With regard to participants with unfavorable outcome, the majority presented catastrophic cost. The chance of individuals who had tuberculosis presenting catastrophic cost and not succeeding in treatment was approximately 2.5 fold greater than those who did not present catastrophic cost. Despite the fact that the Brazilian National Health System (SUS) has universal coverage of health services that provides adequate access to TB diagnosis and treatment, free of charge, the disease implies other costs, as a result of the incapacity to work during the TB episode, and it is important to consider the need for government intervention aiming at minimizing the catastrophic costs due to TB, through specific public policy, in order to reduce income loss and thus improve the indicators of treatment outcome. This commonly suggested coping mechanism can mitigate the financial burden reported in other studies and optimize TB treatment and cure.1-4,16

Job and income losses after TB diagnosis are extremely important, as determining factors for household impoverishment, given that individuals are not able to maintain household financial stability after falling ill.
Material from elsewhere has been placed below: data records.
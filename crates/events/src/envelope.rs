use chrono::{DateTime, Utc};
use serde::{Deserialize, Serialize};
use uuid::Uuid;

use crate::event::Event;

/// Envelope for a published event: identity + type metadata around the payload.
///
/// Consumers match on `event_type` before touching the payload, so a bus can
/// carry several event kinds without the subscriber knowing all of them.
#[derive(Debug, Clone, PartialEq, Eq, Serialize, Deserialize)]
pub struct EventEnvelope<E> {
    event_id: Uuid,
    event_type: String,
    event_version: u32,
    occurred_at: DateTime<Utc>,
    payload: E,
}

impl<E> EventEnvelope<E> {
    pub fn new(
        event_id: Uuid,
        event_type: impl Into<String>,
        event_version: u32,
        occurred_at: DateTime<Utc>,
        payload: E,
    ) -> Self {
        Self {
            event_id,
            event_type: event_type.into(),
            event_version,
            occurred_at,
            payload,
        }
    }

    pub fn event_id(&self) -> Uuid {
        self.event_id
    }

    pub fn event_type(&self) -> &str {
        &self.event_type
    }

    pub fn event_version(&self) -> u32 {
        self.event_version
    }

    pub fn occurred_at(&self) -> DateTime<Utc> {
        self.occurred_at
    }

    pub fn payload(&self) -> &E {
        &self.payload
    }

    pub fn into_payload(self) -> E {
        self.payload
    }
}

impl<E: Event> EventEnvelope<E> {
    /// Wrap a typed event, copying its metadata and assigning a fresh id.
    pub fn wrap(event: E) -> Self {
        Self::new(
            Uuid::now_v7(),
            event.event_type(),
            event.version(),
            event.occurred_at(),
            event,
        )
    }
}
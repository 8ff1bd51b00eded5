use std::borrow::Cow;

use serde::{Deserialize, Serialize};

/// Role identifier carried in admin tokens.
///
/// Roles are opaque strings; only [`Role::ADMIN`] opens the dashboard today.
#[derive(Debug, Clone, PartialEq, Eq, Hash, Serialize, Deserialize)]
#[serde(transparent)]
pub struct Role(Cow<'static, str>);

impl Role {
    pub const ADMIN: Role = Role(Cow::Borrowed("admin"));

    pub fn new(name: impl Into<Cow<'static, str>>) -> Self {
        Self(name.into())
    }

    pub fn as_str(&self) -> &str {
        &self.0
    }
}

impl core::fmt::Display for Role {
    fn fmt(&self, f: &mut core::fmt::Formatter<'_>) -> core::fmt::Result {
        f.write_str(&self.0)
    }
}
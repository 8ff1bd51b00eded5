use thiserror::Error;

/// Why a quote could not be computed.
///
/// Every kind survives to the caller; none is collapsed into another.
/// `Display` strings are safe to show to end users; repository detail stays in
/// the `UpstreamFailure` payload and is only logged.
#[derive(Debug, Error, Clone, PartialEq, Eq)]
pub enum QuoteError {
    /// Area was zero, negative, NaN, infinite or above `RoofArea::MAX_SQUARE_METERS`.
    #[error("area must be a finite number greater than zero and at most 1000000 m²")]
    InvalidArea,

    /// Solution id was missing or blank.
    #[error("solution id must not be empty")]
    InvalidSolutionId,

    /// Neither the requested city nor the default city has pricing rows.
    #[error("no pricing available for {city}")]
    PricingUnavailable { city: String },

    /// The solution is not among the fetched rows.
    #[error("solution {solution_id} not found in pricing for {city}")]
    SolutionNotFound { solution_id: String, city: String },

    /// The repository failed on the last lookup attempt, or returned a row the
    /// calculator cannot price.
    #[error("pricing service failed")]
    UpstreamFailure(String),
}

impl QuoteError {
    /// Stable machine-readable code carried in the `error` field of the envelope.
    pub fn kind(&self) -> &'static str {
        match self {
            QuoteError::InvalidArea => "invalid_area",
            QuoteError::InvalidSolutionId => "invalid_solution_id",
            QuoteError::PricingUnavailable { .. } => "pricing_unavailable",
            QuoteError::SolutionNotFound { .. } => "solution_not_found",
            QuoteError::UpstreamFailure(_) => "upstream_failure",
        }
    }
}
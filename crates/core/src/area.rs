//! Measured roof area in square meters.

use serde::{Deserialize, Serialize};

use crate::error::{DomainError, DomainResult};
use crate::value_object::ValueObject;

/// A validated roof area: finite, strictly positive and at most
/// [`RoofArea::MAX_SQUARE_METERS`].
#[derive(Debug, Copy, Clone, PartialEq, PartialOrd, Serialize)]
#[serde(transparent)]
pub struct RoofArea(f64);

impl RoofArea {
    /// One square kilometer. Keeps `area * unit_price` well inside `u64` cents.
    pub const MAX_SQUARE_METERS: f64 = 1_000_000.0;

    pub fn new(square_meters: f64) -> DomainResult<Self> {
        if !square_meters.is_finite() {
            return Err(DomainError::validation("area must be a finite number"));
        }
        if square_meters <= 0.0 {
            return Err(DomainError::validation("area must be greater than zero"));
        }
        if square_meters > Self::MAX_SQUARE_METERS {
            return Err(DomainError::validation("area exceeds the maximum quotable size"));
        }
        Ok(Self(square_meters))
    }

    pub fn square_meters(&self) -> f64 {
        self.0
    }

    /// Area with at most two decimals and no trailing zeros (`120`, `35.5`).
    pub fn to_short_string(&self) -> String {
        let fixed = format!("{:.2}", self.0);
        fixed
            .trim_end_matches('0')
            .trim_end_matches('.')
            .to_string()
    }
}

impl ValueObject for RoofArea {}

impl<'de> Deserialize<'de> for RoofArea {
    fn deserialize<D>(deserializer: D) -> Result<Self, D::Error>
    where
        D: serde::Deserializer<'de>,
    {
        let raw = f64::deserialize(deserializer)?;
        RoofArea::new(raw).map_err(serde::de::Error::custom)
    }
}

impl core::fmt::Display for RoofArea {
    fn fmt(&self, f: &mut core::fmt::Formatter<'_>) -> core::fmt::Result {
        write!(f, "{} m²", self.to_short_string())
    }
}

#[cfg(test)]
mod tests {
    use super::*;

    #[test]
    fn accepts_positive_areas() {
        assert_eq!(RoofArea::new(120.0).unwrap().square_meters(), 120.0);
        assert!(RoofArea::new(0.01).is_ok());
    }

    #[test]
    fn rejects_zero_negative_and_non_finite() {
        for bad in [0.0, -3.0, f64::NAN, f64::INFINITY, f64::NEG_INFINITY] {
            match RoofArea::new(bad) {
                Err(DomainError::Validation(_)) => {}
                other => panic!("Expected Validation error for {bad}, got {other:?}"),
            }
        }
    }

    #[test]
    fn caps_area_at_one_square_kilometer() {
        assert!(RoofArea::new(RoofArea::MAX_SQUARE_METERS).is_ok());
        for bad in [RoofArea::MAX_SQUARE_METERS + 0.5, 1.8e17, 1e18, f64::MAX] {
            match RoofArea::new(bad) {
                Err(DomainError::Validation(_)) => {}
                other => panic!("Expected Validation error for {bad}, got {other:?}"),
            }
        }
        assert!(serde_json::from_str::<RoofArea>("1e18").is_err());
    }

    #[test]
    fn short_string_trims_trailing_zeros() {
        assert_eq!(RoofArea::new(120.0).unwrap().to_short_string(), "120");
        assert_eq!(RoofArea::new(35.5).unwrap().to_short_string(), "35.5");
        assert_eq!(RoofArea::new(12.346).unwrap().to_short_string(), "12.35");
        assert_eq!(RoofArea::new(80.0).unwrap().to_string(), "80 m²");
    }

    #[test]
    fn deserialization_validates() {
        assert!(serde_json::from_str::<RoofArea>("42.5").is_ok());
        assert!(serde_json::from_str::<RoofArea>("0").is_err());
        assert!(serde_json::from_str::<RoofArea>("-1").is_err());
    }
}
The study observed that 11% of households underwent significant income change, before and after illness, leading to impoverishment. The findings of this study corroborate those of other studies conducted in Indonesia in 2018 and 2019, which found it would be relevant to provide travel assistance and nutritional support, and, moreover, social protection for TB patients, family members and the closest people, affected by the costs of tuberculosis disease in the context of their households.4.18

Important findings have described the disruption or breakup of a tuberculosis patient's home, a fact that has been neglected in important studies. Divorce or separation, disturbed sex life, social sequels among the participants of this research, are examples of these findings. The work on screen showed that experiencing divorce due to TB increased the chances of unfavorable treatment outcome by five times. In 2016, 344,526 divorces were recorded in Brazil - 2.38 divorces per 1 million inhabitants, a frequency lower than that observed in this study.28

The determinants of treatment outcomes showed in this study, highlight the magnitude of the problem of income loss and the need to address it adequately, in addition to the social difficulties faced due to TB. Households, both poor and non-poor, may experience poverty more deeply. This risk is more evident in participants from poor families.18 The findings of this study suggest that other measures, in addition to free medical services, are considered, especially when they are aimed at people living in poverty.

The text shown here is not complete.